Making a mappa mundi

I am just working on the invitation for participants to join Debbie Warrener and I on the workshop sessions at which we will test out our scheme of exercises and tasks that will guide a group towards ‘making a mappa mundi‘.

At the moment I am calling the whole project mappa mundi, the online interactive space that will inspire and collect crowd-sourced drama videos about change, as well as the 3 minute drama videos that will form the larger work.  So all the participants are making the mappa mundi and each participant group (or individual!) is ‘making a mappa mundi’ or ‘doing a mappa mundi’.  I hope this works i.e. it isn’t too confusing.

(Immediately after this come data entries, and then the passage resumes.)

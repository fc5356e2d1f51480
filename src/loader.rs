//! Background report loading.
//!
//! Reading and decoding happen on a worker thread. The result travels back
//! over a channel as a [`LoadOutcome`] and is applied by the interaction
//! thread, which is the only place [`StateStore::load`] is ever called.
//!
//! There is no at-most-one-in-flight rule: each request gets its own worker
//! and outcomes are applied in arrival order, so the last completed load
//! wins. A failed load only writes a log entry; the displayed state is left
//! exactly as it was.

use crate::display::StateStore;
use crate::errors::DecodeError;
use crate::report::{read_report, Report};
use crossbeam::channel::{self, Receiver, RecvTimeoutError, Sender};
use std::path::{Path, PathBuf};
use std::thread;
use std::time::Duration;

/// Completion message sent from a load worker.
#[derive(Debug)]
pub struct LoadOutcome {
    pub id: u64,
    pub path: PathBuf,
    pub result: Result<Report, DecodeError>,
}

/// Spawns load workers and collects their outcomes.
#[derive(Debug)]
pub struct Loader {
    tx: Sender<LoadOutcome>,
    rx: Receiver<LoadOutcome>,
    next_id: u64,
    pending: Vec<(u64, PathBuf)>,
}

impl Default for Loader {
    fn default() -> Self {
        Self::new()
    }
}

impl Loader {
    pub fn new() -> Self {
        let (tx, rx) = channel::unbounded();
        Self {
            tx,
            rx,
            next_id: 0,
            pending: Vec::new(),
        }
    }

    /// Start reading and decoding `path` on a worker thread.
    ///
    /// Returns the request id, or the spawn error if no thread could be started.
    pub fn request(&mut self, path: PathBuf) -> std::io::Result<u64> {
        let id = self.next_id;
        let tx = self.tx.clone();
        let worker_path = path.clone();

        thread::Builder::new()
            .name(format!("covview-load-{id}"))
            .spawn(move || {
                let result = read_report(&worker_path);
                // Receiver gone means the viewer is shutting down
                let _ = tx.send(LoadOutcome {
                    id,
                    path: worker_path,
                    result,
                });
            })?;

        log::info!("Loading coverage report {}", path.display());
        self.next_id += 1;
        self.pending.push((id, path));
        Ok(id)
    }

    /// Paths of loads that have not completed yet, oldest first
    pub fn pending(&self) -> impl Iterator<Item = &Path> {
        self.pending.iter().map(|(_, path)| path.as_path())
    }

    pub fn is_busy(&self) -> bool {
        !self.pending.is_empty()
    }

    /// Apply every outcome that has already arrived. Never blocks.
    ///
    /// Returns the number of outcomes processed.
    pub fn drain(&mut self, store: &mut StateStore) -> usize {
        let mut processed = 0;
        while let Ok(outcome) = self.rx.try_recv() {
            self.complete(store, outcome);
            processed += 1;
        }
        processed
    }

    /// Block up to `timeout` for the next outcome and apply it.
    ///
    /// Returns `false` when nothing arrived in time.
    pub fn wait(&mut self, store: &mut StateStore, timeout: Duration) -> bool {
        match self.rx.recv_timeout(timeout) {
            Ok(outcome) => {
                self.complete(store, outcome);
                true
            }
            Err(RecvTimeoutError::Timeout) | Err(RecvTimeoutError::Disconnected) => false,
        }
    }

    fn complete(&mut self, store: &mut StateStore, outcome: LoadOutcome) {
        self.pending.retain(|(id, _)| *id != outcome.id);
        apply(store, outcome);
    }
}

/// Apply one outcome to the store.
///
/// Success replaces the displayed report; failure is logged and leaves the
/// store untouched. Returns whether the state changed.
pub fn apply(store: &mut StateStore, outcome: LoadOutcome) -> bool {
    match outcome.result {
        Ok(report) => {
            log::info!(
                "Loaded {}: {} targets, {} files, {} functions",
                outcome.path.display(),
                report.targets.len(),
                report.file_count(),
                report.function_count()
            );
            store.load(report);
            true
        }
        Err(err) => {
            log::warn!(
                "Failed to load {} ({} error): {}",
                outcome.path.display(),
                err.kind(),
                err.message()
            );
            false
        }
    }
}
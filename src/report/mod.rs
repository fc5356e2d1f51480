//! Coverage report model and decoder.
//!
//! ```rust
//! use covview::report::decode;
//!
//! let json = br#"{"coveredLines":1,"executableLines":2,"lineCoverage":0.5,"targets":[]}"#;
//! let report = decode(json)?;
//! assert_eq!(report.executable_lines, 2);
//! # Ok::<(), covview::errors::DecodeError>(())
//! ```

pub mod decode;
pub mod model;

pub use decode::{decode, read_report};
pub use model::{FileCoverage, FunctionCoverage, Report, Target};
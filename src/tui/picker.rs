//! In-terminal "open file" dialog.
//!
//! Lists the current directory's subdirectories and its `.json` files.
//! Only a single file can be chosen; directories are navigated into, never
//! returned. `Esc` closes the dialog with [`Selection::Cancelled`].

use super::list_state::ListState;
use crossterm::event::{KeyCode, KeyEvent};
use std::cmp::Ordering;
use std::io;
use std::path::{Path, PathBuf};
use walkdir::WalkDir;

/// Result of a finished file selection.
#[derive(Debug, Clone, PartialEq, Eq)]
pub enum Selection {
    Chosen(PathBuf),
    Cancelled,
}

#[derive(Debug, Clone, Copy, PartialEq, Eq, PartialOrd, Ord)]
pub enum EntryKind {
    Parent,
    Directory,
    JsonFile,
}

#[derive(Debug, Clone, PartialEq, Eq)]
pub struct PickerEntry {
    pub name: String,
    pub path: PathBuf,
    pub kind: EntryKind,
}

/// User intents inside the picker.
#[derive(Debug, Clone, Copy, PartialEq, Eq)]
pub enum PickerAction {
    MoveUp,
    MoveDown,
    PageUp,
    PageDown,
    /// Descend into the highlighted directory or choose the highlighted file
    Activate,
    GoToParent,
    ToggleHidden,
    Cancel,
}

/// Pure function: map a key to a picker action.
pub fn determine_picker_action(key: KeyEvent) -> Option<PickerAction> {
    match key.code {
        KeyCode::Esc | KeyCode::Char('q') => Some(PickerAction::Cancel),
        KeyCode::Up | KeyCode::Char('k') => Some(PickerAction::MoveUp),
        KeyCode::Down | KeyCode::Char('j') => Some(PickerAction::MoveDown),
        KeyCode::PageUp => Some(PickerAction::PageUp),
        KeyCode::PageDown => Some(PickerAction::PageDown),
        KeyCode::Enter | KeyCode::Right | KeyCode::Char('l') => Some(PickerAction::Activate),
        KeyCode::Backspace | KeyCode::Left | KeyCode::Char('h') => Some(PickerAction::GoToParent),
        KeyCode::Char('.') => Some(PickerAction::ToggleHidden),
        _ => None,
    }
}

/// Directory listing state of the open dialog.
#[derive(Debug, Clone)]
pub struct FilePicker {
    dir: PathBuf,
    entries: Vec<PickerEntry>,
    list: ListState,
    show_hidden: bool,
    error: Option<String>,
}

impl FilePicker {
    /// Open the dialog at `dir`.
    pub fn open(dir: &Path, show_hidden: bool) -> Self {
        let dir = dir.canonicalize().unwrap_or_else(|_| dir.to_path_buf());
        let mut picker = Self {
            dir,
            entries: Vec::new(),
            list: ListState::new(),
            show_hidden,
            error: None,
        };
        picker.refresh();
        picker
    }

    pub fn dir(&self) -> &Path {
        &self.dir
    }

    pub fn entries(&self) -> &[PickerEntry] {
        &self.entries
    }

    pub fn selected_index(&self) -> usize {
        self.list.selected_index()
    }

    pub fn scroll_offset(&self) -> usize {
        self.list.scroll_offset()
    }

    pub fn show_hidden(&self) -> bool {
        self.show_hidden
    }

    /// Listing error for the current directory, if any
    pub fn error(&self) -> Option<&str> {
        self.error.as_deref()
    }

    pub fn selected(&self) -> Option<&PickerEntry> {
        self.entries.get(self.list.selected_index())
    }

    /// Apply an action. Returns a selection once the dialog is finished.
    pub fn apply(&mut self, action: PickerAction, viewport: usize) -> Option<Selection> {
        let count = self.entries.len();
        let page = viewport.max(1) as isize;

        match action {
            PickerAction::Cancel => return Some(Selection::Cancelled),
            PickerAction::MoveUp => self.list.move_by(-1, count),
            PickerAction::MoveDown => self.list.move_by(1, count),
            PickerAction::PageUp => self.list.move_by(-page, count),
            PickerAction::PageDown => self.list.move_by(page, count),
            PickerAction::GoToParent => self.go_to_parent(),
            PickerAction::ToggleHidden => {
                self.show_hidden = !self.show_hidden;
                self.refresh();
            }
            PickerAction::Activate => {
                let entry = self.selected()?.clone();
                match entry.kind {
                    EntryKind::JsonFile => return Some(Selection::Chosen(entry.path)),
                    EntryKind::Directory => self.enter(entry.path),
                    EntryKind::Parent => self.go_to_parent(),
                }
            }
        }

        self.list.follow_selection(viewport);
        None
    }

    fn enter(&mut self, dir: PathBuf) {
        self.dir = dir;
        self.list.reset();
        self.refresh();
    }

    fn go_to_parent(&mut self) {
        let Some(parent) = self.dir.parent().map(Path::to_path_buf) else {
            return;
        };
        let came_from = std::mem::replace(&mut self.dir, parent);
        self.list.reset();
        self.refresh();

        if let Some(index) = self.entries.iter().position(|e| e.path == came_from) {
            self.list.set_selected_index(index, self.entries.len());
        }
    }

    fn refresh(&mut self) {
        match list_directory(&self.dir, self.show_hidden) {
            Ok(entries) => {
                self.entries = entries;
                self.error = None;
            }
            Err(e) => {
                log::debug!("Cannot list {}: {}", self.dir.display(), e);
                self.entries = parent_entry(&self.dir).into_iter().collect();
                self.error = Some(e.to_string());
            }
        }
        let count = self.entries.len();
        let selected = self.list.selected_index();
        self.list.set_selected_index(selected, count);
    }
}

/// List `dir` for the picker: parent link, directories, then `.json` files.
pub fn list_directory(dir: &Path, show_hidden: bool) -> io::Result<Vec<PickerEntry>> {
    let mut entries = Vec::new();

    for item in WalkDir::new(dir).min_depth(1).max_depth(1).follow_links(true) {
        let entry = match item {
            Ok(entry) => entry,
            Err(e) if e.depth() == 0 => return Err(io::Error::from(e)),
            Err(e) => {
                // Broken symlinks and unreadable children are skipped
                log::debug!("Skipping entry in {}: {}", dir.display(), e);
                continue;
            }
        };

        let name = entry.file_name().to_string_lossy().into_owned();
        if !show_hidden && name.starts_with('.') {
            continue;
        }

        let kind = if entry.file_type().is_dir() {
            EntryKind::Directory
        } else if is_json_file(entry.path()) {
            EntryKind::JsonFile
        } else {
            continue;
        };

        entries.push(PickerEntry {
            name,
            path: entry.into_path(),
            kind,
        });
    }

    entries.sort_by(compare_entries);
    Ok(parent_entry(dir).into_iter().chain(entries).collect())
}

/// Whether the picker may return this path
pub fn is_json_file(path: &Path) -> bool {
    path.extension()
        .and_then(|ext| ext.to_str())
        .is_some_and(|ext| ext.eq_ignore_ascii_case("json"))
}

fn parent_entry(dir: &Path) -> Option<PickerEntry> {
    dir.parent().map(|parent| PickerEntry {
        name: "..".to_string(),
        path: parent.to_path_buf(),
        kind: EntryKind::Parent,
    })
}

fn compare_entries(a: &PickerEntry, b: &PickerEntry) -> Ordering {
    a.kind
        .cmp(&b.kind)
        .then_with(|| a.name.to_lowercase().cmp(&b.name.to_lowercase()))
        .then_with(|| a.name.cmp(&b.name))
}

#[cfg(test)]
mod tests {
    use super::*;
    use crossterm::event::KeyModifiers;
    use std::fs;

    fn key(code: KeyCode) -> KeyEvent {
        KeyEvent::new(code, KeyModifiers::NONE)
    }

    fn fixture() -> tempfile::TempDir {
        let dir = tempfile::tempdir().unwrap();
        fs::create_dir(dir.path().join("reports")).unwrap();
        fs::create_dir(dir.path().join(".cache")).unwrap();
        fs::write(dir.path().join("b.json"), "{}").unwrap();
        fs::write(dir.path().join("A.JSON"), "{}").unwrap();
        fs::write(dir.path().join("notes.txt"), "").unwrap();
        fs::write(dir.path().join(".hidden.json"), "{}").unwrap();
        fs::write(dir.path().join("reports").join("run.json"), "{}").unwrap();
        dir
    }

    fn names(picker: &FilePicker) -> Vec<&str> {
        picker.entries().iter().map(|e| e.name.as_str()).collect()
    }

    #[test]
    fn test_lists_directories_then_json_files() {
        let dir = fixture();
        let picker = FilePicker::open(dir.path(), false);
        assert_eq!(names(&picker), vec!["..", "reports", "A.JSON", "b.json"]);
        assert!(picker.error().is_none());
    }

    #[test]
    fn test_hidden_entries_toggle() {
        let dir = fixture();
        let mut picker = FilePicker::open(dir.path(), false);
        picker.apply(PickerAction::ToggleHidden, 10);
        assert_eq!(
            names(&picker),
            vec!["..", ".cache", "reports", ".hidden.json", "A.JSON", "b.json"]
        );
    }

    #[test]
    fn test_activate_directory_descends_and_file_is_chosen() {
        let dir = fixture();
        let mut picker = FilePicker::open(dir.path(), false);

        picker.apply(PickerAction::MoveDown, 10);
        assert_eq!(picker.selected().unwrap().name, "reports");
        assert_eq!(picker.apply(PickerAction::Activate, 10), None);
        assert_eq!(names(&picker), vec!["..", "run.json"]);

        picker.apply(PickerAction::MoveDown, 10);
        let selection = picker.apply(PickerAction::Activate, 10);
        let expected = dir.path().canonicalize().unwrap().join("reports").join("run.json");
        assert_eq!(selection, Some(Selection::Chosen(expected)));
    }

    #[test]
    fn test_parent_reselects_previous_directory() {
        let dir = fixture();
        let mut picker = FilePicker::open(&dir.path().join("reports"), false);

        picker.apply(PickerAction::GoToParent, 10);
        assert_eq!(picker.selected().unwrap().name, "reports");
    }

    #[test]
    fn test_cancel_returns_cancelled() {
        let dir = fixture();
        let mut picker = FilePicker::open(dir.path(), false);
        assert_eq!(
            picker.apply(PickerAction::Cancel, 10),
            Some(Selection::Cancelled)
        );
    }

    #[test]
    fn test_missing_directory_reports_error() {
        let dir = tempfile::tempdir().unwrap();
        let picker = FilePicker::open(&dir.path().join("gone"), false);
        assert!(picker.error().is_some());
        assert_eq!(names(&picker), vec![".."]);
    }

    #[test]
    fn test_json_extension_check() {
        assert!(is_json_file(Path::new("a/report.json")));
        assert!(is_json_file(Path::new("REPORT.Json")));
        assert!(!is_json_file(Path::new("report.json.bak")));
        assert!(!is_json_file(Path::new("json")));
    }

    #[test]
    fn test_key_mapping() {
        assert_eq!(
            determine_picker_action(key(KeyCode::Esc)),
            Some(PickerAction::Cancel)
        );
        assert_eq!(
            determine_picker_action(key(KeyCode::Enter)),
            Some(PickerAction::Activate)
        );
        assert_eq!(
            determine_picker_action(key(KeyCode::Backspace)),
            Some(PickerAction::GoToParent)
        );
        assert_eq!(determine_picker_action(key(KeyCode::Char('x'))), None);
    }
}
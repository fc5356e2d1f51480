//! Pure formatting helpers shared by every frontend.

/// Format a coverage ratio as a percentage with two fraction digits.
///
/// `0.8675` becomes `"86.75%"`, `1.0` becomes `"100.00%"`.
pub fn format_percentage(ratio: f64) -> String {
    format!("{:.2}%", ratio * 100.0)
}

/// Short display name of a build product: its last non-empty path segment.
///
/// Falls back to the full string when there is no such segment.
pub fn short_name(build_product_path: &str) -> &str {
    build_product_path
        .rsplit('/')
        .find(|segment| !segment.is_empty())
        .unwrap_or(build_product_path)
}

/// "covered / executable" line counts.
pub fn format_line_counts(covered: u64, executable: u64) -> String {
    format!("{} / {}", covered, executable)
}
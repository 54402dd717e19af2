//! # Offload Task
//!
//! **Run a unit of work off the caller's thread, exactly once, and deliver its
//! outcome to a callback on a designated context, with cancellation.**
//!
//! ## Quick Start
//!
//! ```rust,no_run
//! use offload_task::prelude::*;
//!
//! # async fn example() -> Result<(), TaskError> {
//! let runtime = TaskRuntime::with_defaults();
//!
//! let task = runtime.task(|token: CancellationToken| async move {
//!     token.check()?;
//!     Ok::<_, WorkError>(2 + 2)
//! });
//!
//! task.run(
//!     TaskCallbacks::new()
//!         .with_result(|sum| println!("sum = {sum}"))
//!         .with_error(|err| eprintln!("failed: {err}")),
//! )?;
//!
//! // Changed our mind: no callback will fire after this.
//! task.cancel(true);
//!
//! runtime.shutdown().await;
//! # Ok(())
//! # }
//! ```
//!
//! ## Architecture
//!
//! - **`TaskCore`**: per-instance state machine (`Idle → Running →
//!   Completed | Cancelled`) gating every delivery under one lock
//! - **`FutureTask`**: binds a unit of work to a `TaskCore` and an executor
//! - **`WorkExecutor` / `SequentialExecutor`**: single FIFO worker with
//!   explicit shutdown
//! - **`Dispatcher` / `DeliveryQueue`**: runs deliveries on one logical
//!   context and can discard a task's pending deliveries
//! - **`TaskRuntime`**: composition root owning executor and delivery loop

pub mod callback;
pub mod cancellation;
pub mod config;
pub mod dispatcher;
pub mod error;
pub mod executor;
pub mod future_task;
pub mod prelude;
pub mod runtime;
pub mod sequential_executor;
pub mod state_machine;
pub mod task;

// Re-exports for convenience
pub use callback::{BoxedCallback, OutcomeSender, ResultCallback, TaskCallbacks, outcome_channel};
pub use cancellation::CancellationToken;
pub use config::{DispatcherConfig, ExecutorConfig, RuntimeConfig};
pub use dispatcher::{DeliveryAction, DeliveryLoop, DeliveryQueue, Dispatcher};
pub use error::{TaskError, TaskResult, WorkError};
pub use executor::{BoxedWork, ExecutorStats, WorkExecutor, WorkHandle};
pub use future_task::{FutureTask, UnitOfWork};
pub use runtime::TaskRuntime;
pub use sequential_executor::SequentialExecutor;
pub use state_machine::{TaskStatus, is_terminal, validate_transition};
pub use task::{TaskCore, TaskId};
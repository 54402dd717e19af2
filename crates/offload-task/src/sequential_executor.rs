//! Single-worker FIFO executor — default in-process execution on one tokio task.
//!
//! Every submitted unit of work is awaited to completion before the next one
//! starts, so work from all tasks sharing an executor is strictly serialized
//! in submission order.

use std::panic::AssertUnwindSafe;
use std::sync::Arc;
use std::sync::atomic::{AtomicBool, AtomicU64, AtomicUsize, Ordering};

use async_trait::async_trait;
use futures::FutureExt;
use parking_lot::Mutex;
use tokio::sync::mpsc;
use tokio::task::JoinHandle;
use tracing::{debug, info, warn};

use crate::cancellation::CancellationToken;
use crate::config::ExecutorConfig;
use crate::error::{TaskError, WorkError};
use crate::executor::{BoxedWork, ExecutorStats, WorkExecutor, WorkHandle};
use crate::task::TaskId;

struct Job {
    task_id: TaskId,
    abandoned: Arc<AtomicBool>,
    token: CancellationToken,
    work: BoxedWork,
}

struct SequentialHandle {
    abandoned: Arc<AtomicBool>,
    token: CancellationToken,
}

impl WorkHandle for SequentialHandle {
    fn cancel(&self, may_interrupt: bool) {
        self.abandoned.store(true, Ordering::Release);
        if may_interrupt {
            self.token.cancel();
        }
    }

    fn is_cancelled(&self) -> bool {
        self.abandoned.load(Ordering::Acquire)
    }
}

#[derive(Default)]
struct Counters {
    submitted: AtomicU64,
    started: AtomicU64,
    finished: AtomicU64,
    skipped: AtomicU64,
    queued: AtomicUsize,
}

/// In-process executor with exactly one worker.
///
/// Must be constructed inside a tokio runtime; the worker is a spawned task.
/// Dropping the executor without calling `shutdown` closes its queue and lets
/// the worker finish queued work in the background.
pub struct SequentialExecutor {
    sender: Mutex<Option<mpsc::UnboundedSender<Job>>>,
    worker: Mutex<Option<JoinHandle<()>>>,
    counters: Arc<Counters>,
    config: ExecutorConfig,
}

impl SequentialExecutor {
    pub fn new() -> Self {
        Self::with_config(ExecutorConfig::default())
    }

    pub fn with_config(config: ExecutorConfig) -> Self {
        let (tx, rx) = mpsc::unbounded_channel();
        let counters = Arc::new(Counters::default());
        let worker = tokio::spawn(run_worker(rx, Arc::clone(&counters)));

        info!(max_queued = config.max_queued, "Sequential executor started");

        Self {
            sender: Mutex::new(Some(tx)),
            worker: Mutex::new(Some(worker)),
            counters,
            config,
        }
    }
}

impl Default for SequentialExecutor {
    fn default() -> Self {
        Self::new()
    }
}

async fn run_worker(mut rx: mpsc::UnboundedReceiver<Job>, counters: Arc<Counters>) {
    while let Some(job) = rx.recv().await {
        counters.queued.fetch_sub(1, Ordering::AcqRel);

        if job.abandoned.load(Ordering::Acquire) {
            counters.skipped.fetch_add(1, Ordering::Relaxed);
            debug!(task_id = %job.task_id, "Skipping cancelled job before start");
            continue;
        }

        counters.started.fetch_add(1, Ordering::Relaxed);
        debug!(task_id = %job.task_id, "Starting unit of work");

        let Job {
            task_id,
            token,
            work,
            ..
        } = job;
        if let Err(payload) = AssertUnwindSafe(async move { work(token).await })
            .catch_unwind()
            .await
        {
            let reason = WorkError::from_panic(payload);
            warn!(task_id = %task_id, error = %reason, "Job panicked on worker");
        }

        counters.finished.fetch_add(1, Ordering::Relaxed);
        debug!(task_id = %task_id, "Unit of work finished");
    }

    info!("Sequential executor worker stopped");
}

#[async_trait]
impl WorkExecutor for SequentialExecutor {
    fn submit(&self, task_id: TaskId, work: BoxedWork) -> Result<Box<dyn WorkHandle>, TaskError> {
        // Holding the sender lock serializes submitters, so channel order is
        // submission order and the queue limit check cannot be raced.
        let sender = self.sender.lock();
        let Some(tx) = sender.as_ref() else {
            warn!(task_id = %task_id, "Rejected submission: executor shut down");
            return Err(TaskError::ExecutorShutdown);
        };

        let limit = self.config.max_queued;
        if limit > 0 && self.counters.queued.load(Ordering::Acquire) >= limit {
            warn!(task_id = %task_id, limit, "Rejected submission: queue full");
            return Err(TaskError::QueueFull(limit));
        }

        let abandoned = Arc::new(AtomicBool::new(false));
        let token = CancellationToken::new();
        let job = Job {
            task_id,
            abandoned: Arc::clone(&abandoned),
            token: token.clone(),
            work,
        };

        self.counters.queued.fetch_add(1, Ordering::AcqRel);
        if tx.send(job).is_err() {
            self.counters.queued.fetch_sub(1, Ordering::AcqRel);
            return Err(TaskError::ExecutorShutdown);
        }
        self.counters.submitted.fetch_add(1, Ordering::Relaxed);
        debug!(task_id = %task_id, "Submitted unit of work");

        Ok(Box::new(SequentialHandle { abandoned, token }))
    }

    async fn shutdown(&self) {
        // Dropping the sender closes the channel; the worker drains what is
        // already queued and then exits.
        let sender = self.sender.lock().take();
        drop(sender);

        let worker = self.worker.lock().take();
        let Some(worker) = worker else {
            return;
        };

        info!(
            queued = self.counters.queued.load(Ordering::Acquire),
            "Shutting down sequential executor"
        );
        match tokio::time::timeout(self.config.shutdown_timeout, worker).await {
            Ok(Ok(())) => {}
            Ok(Err(e)) => warn!(error = %e, "Executor worker terminated abnormally"),
            Err(_) => warn!(
                timeout_ms = self.config.shutdown_timeout.as_millis() as u64,
                "Executor worker did not drain within timeout"
            ),
        }
    }

    fn is_shutdown(&self) -> bool {
        self.sender.lock().is_none()
    }

    fn stats(&self) -> ExecutorStats {
        ExecutorStats {
            submitted: self.counters.submitted.load(Ordering::Relaxed),
            started: self.counters.started.load(Ordering::Relaxed),
            finished: self.counters.finished.load(Ordering::Relaxed),
            skipped: self.counters.skipped.load(Ordering::Relaxed),
            queued: self.counters.queued.load(Ordering::Acquire),
        }
    }
}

The reason I like this is because each drama video is like the map of the world made by that particular group.  The space of drama is like a world.  This is a metaphor that Shakespeare uses at significant points in his plays sometimes subtly with a glancing word or phrase and sometimes more explicitly.  The most famous example, is Jacques speech in As You Like It that begins: ‘All the world’s a stage and all the men and women merely players’ (Act 2 scene 7).  He uses it again in King Lear when he refers to our birth and how ‘we cry when we are come to this great stage of fools'(Act 4 Scene 6).  A similar trope or turn of thought is used by Prospero in The Tempest as he dismisses the masque that he has conjured up to entertain Miranda and Ferdinand and explains that like the disappearance of the masque with all its scenery, ‘the great globe itself, Yea all that it inherit, shall dissolve, And like this insubstantial pageant faded, Leave not a rack behind.  We are such stuff as dreams Are made on; and our little life Is rounded with a sleep.’ (Act 4 Scene 1).

It is a commonplace with those who spend their lives or part of their lives making theatre that making a performance is like making a world.  When Shakespeare’s company moved their theatre to the south bank of the Thames from Shoreditch, having called it there simply The Theatre, they then renamed it The Globe!

So making a map of a changing world can happen in the mappa mundi project both  locally and centrally.  Also by equating the microcosm and the macrocosm the sense that the local is central can be made real.

We are also planning, by the way, to ensure that the online interactive space will be co-produced and co-curated by participants.  Undoubtedly we will return to this organisational issue that we have associated with the employment of ‘radical trust’

These initial workshop session will take place in London over a weekend in early November.  The participants will be volunteers.  We will be joined by people who worked for Insightshare, the innovative participatory video company based in Oxford.  We will all work together to create a 3 minute drama video.  We will learn from this work how we can best put together the TOOLKIT that will guide participants.

I don’t think we will be able to create a three minute drama video in a weekend but who knows!!!  Obviously we won’t be able to edit it.

That isn’t the only unknown.  Will we be able to describe a series of creative sessions that will end up with a group of participants being able to produce a 3 minute video?

These sessions will have to address how to make a creative working group, how to explore stories of change, how to focus on specific stories, how to combine these stories (maybe this can be done by creating a dramatic central image that takes from all the individual stories), how to elaborate the work in dramatic scenes (maybe this can be done by making a story board), how to rehearse, how to organise the participants into a cast (that does the acting) and a crew (that does the filming), how to choose locations, how to film the scenes, how to edit the material and how to upload it onto the online interactive space.

Should this TOOLKIT consist of words only or should it have video instructions or animated instructions?  How can we bring this process alive for downloaders of the TOOLKIT?

Also, do participants have to do it as we describe it?  Can they follow their own path?  Will there be space for flash mob type depictions of change?

We are considering having different ‘pathways’.  So the TOOLKIT itself is like a kind of garden.  Maybe everybody comes in the entrance gate (inspired!) and goes out of the exit gate (with a 3 minute video!!).  However there are a number different ways through.

In our original thinking we thought of three different types of mappa mundi.  One, was like a flash mob, a performance in a public.  Two, was a very short text by a dramatist that would be open to interpretation and could be performed anywhere in any style (we were inspired by Caryl Churchill’s SEVEN JEWISH CHILDREN).  Three was a group devised and produced original drama story (this is what our workshop sessions in November will be focused on).

But these types are not totally distinct.  For example the flash mob has to be devised.  The original drama story could use a very short play text. Any of them may be performed in public!!  Maybe this mix is exciting because it means that people will come up with original cocktails.  Or maybe its confusing and we will have to simplify!